No pude evitar emocionarme al ver a Benedict Cumberbatch desfilar por la alfombra roja. Cuanta clase, nuestro Dr. Extraño. El inglés ha sido el “cabeza de cartel” en la red carpet de un Festival que no apuesta por el glamour. Ni puede permitírselo ni es en realidad su esencia. Mucho mejor cruzarte a las 2 de la mañana, saliendo de un pase, a Pucho, líder de Vetusta Morla. Más underground. Nadie, ¿curiosamente? pareció reconocerle. Allí no juega en casa.

Quien desde luego sí juega en casa en Sitges es J.A. Bayona. El multipremiado director de El Orfanato o La sociedad de la nieve se pasea por el festival cada año como Roger Federer por el All England Club. Ya sea como director, productor, jurado o espectador, es IM PO SI BLE no verle por allí. Quien no tiene una foto con él no ha estado en Sitges.
Y, claro.
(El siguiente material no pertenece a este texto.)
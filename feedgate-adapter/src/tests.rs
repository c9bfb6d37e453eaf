use crate::*;

use alloc::string::String;
use alloc::vec::Vec;

fn snap(anchor_id: u64, offset_px: i64, loaded_until: usize) -> ScrollSnapshot<u64> {
    ScrollSnapshot {
        root_id: 0,
        anchor_id,
        offset_px,
        loaded_until,
    }
}

fn view(item_count: usize, anchor_present: bool) -> RestoreView {
    RestoreView {
        item_count,
        anchor_present,
        anchor_visible: false,
        anchor_offset_px: None,
        iterator_id: 0,
    }
}

fn visible_at(item_count: usize, offset_px: i64) -> RestoreView {
    RestoreView {
        item_count,
        anchor_present: true,
        anchor_visible: true,
        anchor_offset_px: Some(offset_px),
        iterator_id: 0,
    }
}

// ---- location keys ----

#[test]
fn query_order_does_not_change_the_key() {
    let a = canonical_location_key("/feed", &[("t", "7d"), ("kind", "note")], &[]);
    let b = canonical_location_key("/feed", &[("kind", "note"), ("t", "7d")], &[]);
    assert_eq!(a, b);
    assert_eq!(a, "/feed?kind=note&t=7d");
}

#[test]
fn default_valued_params_normalize_to_absent() {
    let defaults = &[("sort", "best")];
    let a = canonical_location_key("/feed", &[("sort", "best")], defaults);
    let b = canonical_location_key("/feed", &[], defaults);
    assert_eq!(a, b);
    assert_eq!(a, "/feed");

    // A non-default value survives.
    let c = canonical_location_key("/feed", &[("sort", "new")], defaults);
    assert_eq!(c, "/feed?sort=new");
}

#[test]
fn empty_values_are_dropped() {
    let a = canonical_location_key("/feed", &[("q", "")], &[]);
    assert_eq!(a, "/feed");
}

#[test]
fn nav_key_prefixes_the_location_key() {
    assert_eq!(nav_key(3, "/feed?t=7d"), "nav:3:/feed?t=7d");
}

// ---- snapshot store + navigator ----

#[test]
fn snapshot_round_trips_and_is_consumed_once() {
    let mut store = MemorySnapshotStore::new();
    store.set(String::from("/feed"), snap(42, 100, 30));
    assert_eq!(store.get("/feed"), Some(&snap(42, 100, 30)));

    assert_eq!(store.remove("/feed"), Some(snap(42, 100, 30)));
    assert_eq!(store.get("/feed"), None);
    assert_eq!(store.remove("/feed"), None);
}

#[test]
fn leaving_twice_overwrites_the_entry() {
    let mut nav = Navigator::new(MemorySnapshotStore::new());
    nav.leave("/feed", None, snap(1, 0, 10));
    nav.leave("/feed", None, snap(2, 50, 20));
    assert_eq!(nav.take("/feed", None), Some(snap(2, 50, 20)));
}

#[test]
fn nav_index_key_is_tried_before_the_location_key() {
    let mut nav = Navigator::new(MemorySnapshotStore::new());
    nav.leave("/feed", Some(3), snap(1, 0, 10));
    nav.leave("/feed", None, snap(2, 0, 10));

    // Same location, matching nav index: the nav-keyed entry wins.
    assert_eq!(nav.peek("/feed", Some(3)), Some(&snap(1, 0, 10)));
    assert_eq!(nav.take("/feed", Some(3)), Some(snap(1, 0, 10)));

    // Nav entry gone; the index falls back to the URL-derived key.
    assert_eq!(nav.take("/feed", Some(3)), Some(snap(2, 0, 10)));
    assert_eq!(nav.take("/feed", Some(3)), None);
}

#[test]
fn bounded_store_evicts_oldest_insertion() {
    let mut store = MemorySnapshotStore::with_capacity(2);
    store.set(String::from("a"), snap(1, 0, 1));
    store.set(String::from("b"), snap(2, 0, 2));
    store.set(String::from("c"), snap(3, 0, 3));
    assert_eq!(store.len(), 2);
    assert_eq!(store.get("a"), None);
    assert!(store.get("b").is_some());
    assert!(store.get("c").is_some());
}

#[test]
fn zero_capacity_store_stays_bounded() {
    // The degenerate bound must not wedge the eviction loop.
    let mut store = MemorySnapshotStore::with_capacity(0);
    store.set(String::from("a"), snap(1, 0, 1));
    store.set(String::from("b"), snap(2, 0, 2));
    assert_eq!(store.len(), 1);
    assert_eq!(store.get("a"), None);
    assert!(store.get("b").is_some());

    // Overwriting the surviving key does not grow the store either.
    store.set(String::from("b"), snap(3, 0, 3));
    assert_eq!(store.len(), 1);
    assert_eq!(store.get("b"), Some(&snap(3, 0, 3)));
}

// ---- restore controller: catch-up ----

#[test]
fn catch_up_requests_the_remaining_gap() {
    let mut r = RestoreController::new(RestoreOptions::new());
    r.begin(snap(42, 0, 50), 0, 0);

    assert_eq!(r.tick(&view(10, false), 0), RestoreCommand::LoadMore(40));
    assert!(r.is_restoring());
}

#[test]
fn catch_up_falls_back_to_a_fixed_batch_once_the_gap_closes() {
    let mut r = RestoreController::new(RestoreOptions::new().with_fallback_batch(7));
    r.begin(snap(42, 0, 10), 0, 0);

    assert_eq!(r.tick(&view(10, false), 0), RestoreCommand::LoadMore(7));
}

#[test]
fn exhausted_source_terminates_within_one_iteration() {
    let mut r = RestoreController::new(RestoreOptions::new());
    r.begin(snap(42, 0, 50), 0, 0);

    assert_eq!(r.tick(&view(10, false), 0), RestoreCommand::LoadMore(40));
    r.on_load_result(false); // load_more returned false: exhaustion
    assert_eq!(r.tick(&view(10, false), 16), RestoreCommand::Finish);
    assert!(r.is_done());
}

#[test]
fn catch_up_waits_for_growth_between_fetches() {
    let mut r = RestoreController::new(RestoreOptions::new());
    r.begin(snap(42, 0, 50), 0, 0);

    assert_eq!(r.tick(&view(10, false), 0), RestoreCommand::LoadMore(40));
    // No growth yet and no result reported: keep waiting, frame by frame.
    assert_eq!(r.tick(&view(10, false), 16), RestoreCommand::Wait);
    assert_eq!(r.tick(&view(10, false), 32), RestoreCommand::Wait);
    // The list grew: issue the next fetch for the remaining gap.
    assert_eq!(r.tick(&view(30, false), 48), RestoreCommand::LoadMore(20));
}

#[test]
fn growth_timeout_finalizes_the_episode() {
    let mut r = RestoreController::new(RestoreOptions::new().with_growth_timeout_ms(5_000));
    r.begin(snap(42, 0, 50), 0, 0);

    assert_eq!(r.tick(&view(10, false), 0), RestoreCommand::LoadMore(40));
    assert_eq!(r.tick(&view(10, false), 4_999), RestoreCommand::Wait);
    assert_eq!(r.tick(&view(10, false), 5_000), RestoreCommand::Finish);
}

#[test]
fn iteration_ceiling_bounds_the_loop() {
    let mut r = RestoreController::new(RestoreOptions::new().with_max_iterations(3));
    r.begin(snap(42, 0, 1_000), 0, 0);

    let mut count = 10;
    let mut now = 0;
    for _ in 0..3 {
        assert!(matches!(
            r.tick(&view(count, false), now),
            RestoreCommand::LoadMore(_)
        ));
        r.on_load_result(true);
        count += 10;
        now += 16;
    }
    assert_eq!(r.tick(&view(count, false), now), RestoreCommand::Finish);
}

#[test]
fn stale_iterator_id_cancels_the_episode() {
    let mut r = RestoreController::new(RestoreOptions::new());
    r.begin(snap(42, 0, 50), 7, 0);

    let stale = RestoreView {
        iterator_id: 8,
        ..view(10, false)
    };
    assert_eq!(r.tick(&stale, 16), RestoreCommand::Finish);
    assert!(r.is_done());
}

#[test]
fn global_ceiling_finalizes_even_mid_correction() {
    let mut r = RestoreController::new(RestoreOptions::new().with_max_total_ms(30_000));
    r.begin(snap(42, 100, 10), 0, 0);

    // Anchor present and rendered, but never converging.
    assert_eq!(
        r.tick(&visible_at(10, 500), 16),
        RestoreCommand::ScrollBy(400)
    );
    assert_eq!(r.tick(&visible_at(10, 500), 30_000), RestoreCommand::Finish);
}

#[test]
fn cancel_makes_late_ticks_no_ops() {
    let mut r = RestoreController::new(RestoreOptions::new());
    r.begin(snap(42, 0, 50), 0, 0);
    r.cancel();
    assert_eq!(r.tick(&view(10, false), 16), RestoreCommand::Wait);
    assert!(!r.is_restoring());
}

// ---- restore controller: scroll correction ----

#[test]
fn correction_waits_until_the_gate_reveals_the_anchor() {
    let mut r = RestoreController::new(RestoreOptions::new());
    r.begin(snap(42, 100, 10), 0, 0);

    // Present but still hidden by the reveal gate.
    let hidden = RestoreView {
        anchor_visible: false,
        ..visible_at(10, 100)
    };
    assert_eq!(r.tick(&hidden, 16), RestoreCommand::Wait);
    assert!(r.is_restoring());
}

#[test]
fn correction_converges_within_tolerance_over_two_frames() {
    let opts = RestoreOptions::new()
        .with_pixel_tolerance(50)
        .with_settle_frames(2);
    let mut r = RestoreController::new(opts);
    r.begin(snap(42, 100, 10), 0, 0);

    // 180px off: scroll forward by the delta.
    assert_eq!(
        r.tick(&visible_at(10, 280), 16),
        RestoreCommand::ScrollBy(180)
    );
    // Host applied it imperfectly; still outside tolerance.
    assert_eq!(
        r.tick(&visible_at(10, 170), 32),
        RestoreCommand::ScrollBy(70)
    );
    // Within tolerance: two consecutive settled frames finalize.
    assert_eq!(r.tick(&visible_at(10, 110), 48), RestoreCommand::Wait);
    assert_eq!(r.tick(&visible_at(10, 110), 64), RestoreCommand::Finish);
    assert!(r.is_done());

    // Late frame after finalization: no-op.
    assert_eq!(r.tick(&visible_at(10, 900), 80), RestoreCommand::Wait);
}

#[test]
fn a_jump_mid_settle_restarts_the_settle_count() {
    let opts = RestoreOptions::new()
        .with_pixel_tolerance(50)
        .with_settle_frames(2);
    let mut r = RestoreController::new(opts);
    r.begin(snap(42, 100, 10), 0, 0);

    assert_eq!(r.tick(&visible_at(10, 120), 16), RestoreCommand::Wait);
    // Content shifted under us: correct again, settle count restarts.
    assert_eq!(
        r.tick(&visible_at(10, 400), 32),
        RestoreCommand::ScrollBy(300)
    );
    assert_eq!(r.tick(&visible_at(10, 110), 48), RestoreCommand::Wait);
    assert_eq!(r.tick(&visible_at(10, 110), 64), RestoreCommand::Finish);
}

#[test]
fn anchor_vanishing_mid_correction_finalizes() {
    let mut r = RestoreController::new(RestoreOptions::new());
    r.begin(snap(42, 100, 10), 0, 0);

    assert_eq!(
        r.tick(&visible_at(10, 280), 16),
        RestoreCommand::ScrollBy(180)
    );
    // Reordering under restoration dropped the anchor from the list.
    assert_eq!(r.tick(&view(10, false), 32), RestoreCommand::Finish);
}

// ---- end to end with a feedgate source ----

#[test]
fn full_episode_against_a_live_merge_source() {
    use feedgate::{FeedItem, FeedSource, LiveMerge};

    fn note(id: u64, created_at: u64) -> FeedItem<u64> {
        FeedItem {
            id,
            parent_path: alloc::vec![0],
            author: alloc::vec![9],
            created_at,
        }
    }

    // Sequential pager; the anchor (id 25) arrives with the catch-up fetch.
    let mut next_id = 0u64;
    let mut src = LiveMerge::new(move |n| {
        let page: Vec<_> = (0..n)
            .map(|_| {
                next_id += 1;
                note(next_id, 1_000 - next_id)
            })
            .collect();
        Ok(page)
    });

    let mut nav = Navigator::new(MemorySnapshotStore::new());
    nav.leave("/feed", None, snap(25, 40, 30));

    let taken = nav.take("/feed", None).unwrap();
    let mut r = RestoreController::new(RestoreOptions::new());
    r.begin(taken.clone(), src.iterator_id(), 0);

    let mut now = 0u64;
    let mut scrolled = 0i64;
    let mut finished = false;
    for _ in 0..64 {
        now += 16;
        let items = src.items();
        let anchor_present = items.iter().any(|it| it.id == taken.anchor_id);
        let view = RestoreView {
            item_count: items.len(),
            anchor_present,
            anchor_visible: anchor_present,
            // Converge after one corrective scroll.
            anchor_offset_px: anchor_present.then_some(if scrolled == 0 { 240 } else { 40 }),
            iterator_id: src.iterator_id(),
        };
        match r.tick(&view, now) {
            RestoreCommand::Wait => {}
            RestoreCommand::LoadMore(n) => {
                let grew = src.load_more(n);
                r.on_load_result(grew);
            }
            RestoreCommand::ScrollBy(delta) => scrolled += delta,
            RestoreCommand::Finish => {
                finished = true;
                break;
            }
        }
    }

    assert!(finished);
    assert_eq!(scrolled, 200);
    assert!(src.items().len() >= 30);
    assert!(src.items().iter().any(|it| it.id == 25));
    // Snapshot was consumed exactly once.
    assert_eq!(nav.take("/feed", None), None);
}
//! A headless reconciliation engine for live, incrementally fetched feeds.
//!
//! For adapter-level utilities (scroll snapshots, restoration episodes), see
//! the `feedgate-adapter` crate.
//!
//! This crate keeps a visible feed **stable** while its paginated/streaming
//! source pushes late, out-of-order, or reordered results: session pinning of
//! the local user's fresh items, a windowed reveal gate that hides head/tail
//! items until their content loads, and a chat-mode thread-line classifier.
//!
//! It is UI-agnostic. A TUI/GUI layer is expected to provide:
//! - the source's current item list on every change
//! - per-item "content finished loading" acknowledgments
//! - a monotonic `now_ms` clock, driving `tick` once per frame/timer tick
#![cfg_attr(not(feature = "std"), no_std)]
#![forbid(unsafe_code)]

extern crate alloc;

#[cfg(test)]
extern crate std;

#[macro_use]
mod macros;

mod chat;
mod engine;
mod gate;
mod key;
mod options;
mod pinning;
mod source;
mod types;


pub use chat::{for_each_line_kind, line_kinds};
pub use engine::FeedEngine;
pub use gate::RevealGate;
pub use options::{EngineOptions, GateOptions, OnRevealCallback};
pub use pinning::PinReconciler;
pub use source::{
    FeedSource, FetchPage, InjectPosition, LateResults, LiveMerge, SourceError,
};
pub use types::{AuthorKey, FeedItem, HiddenWindow, LineKind, ViewMode};

pub use key::FeedKey;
Más allá de todo este salseo, de las caminatas/carreras, de los cafés para aguantar en una bizarrada cósmica japonesa a las 2 a.m., de los reencuentros con amigos, del calor verbigracia del cambio climático, de las tormentas, del rehacer tu planning de visionados por un comentario de alguien del que te fías o de un simple tuit, más allá de todo eso, Sitges es cine. Películas. Muchas. Demasiadas. Ni más ni menos que 252 se han exhibido este año. Entre ellas, por cierto, nuestra Carlos Cardona, un ibicenco en Hollywood, el documental de José Luis Mir sobre el pitiuso que se ganó un lugar en la meca del cine como inventor, creador de decorados y efectos especiales la primera mitad del siglo XX. Ya vista en pases especiales en la isla, ahora ha sido mostrada al mundo. Y entre ellas, también, un engendro bochornoso llamado Balearic que, afortunadamente, solo nos toca de refilón precisamente en eso, en su título. Pero de cine hablaré en la segunda parte. Que aquí había venido a cotillear.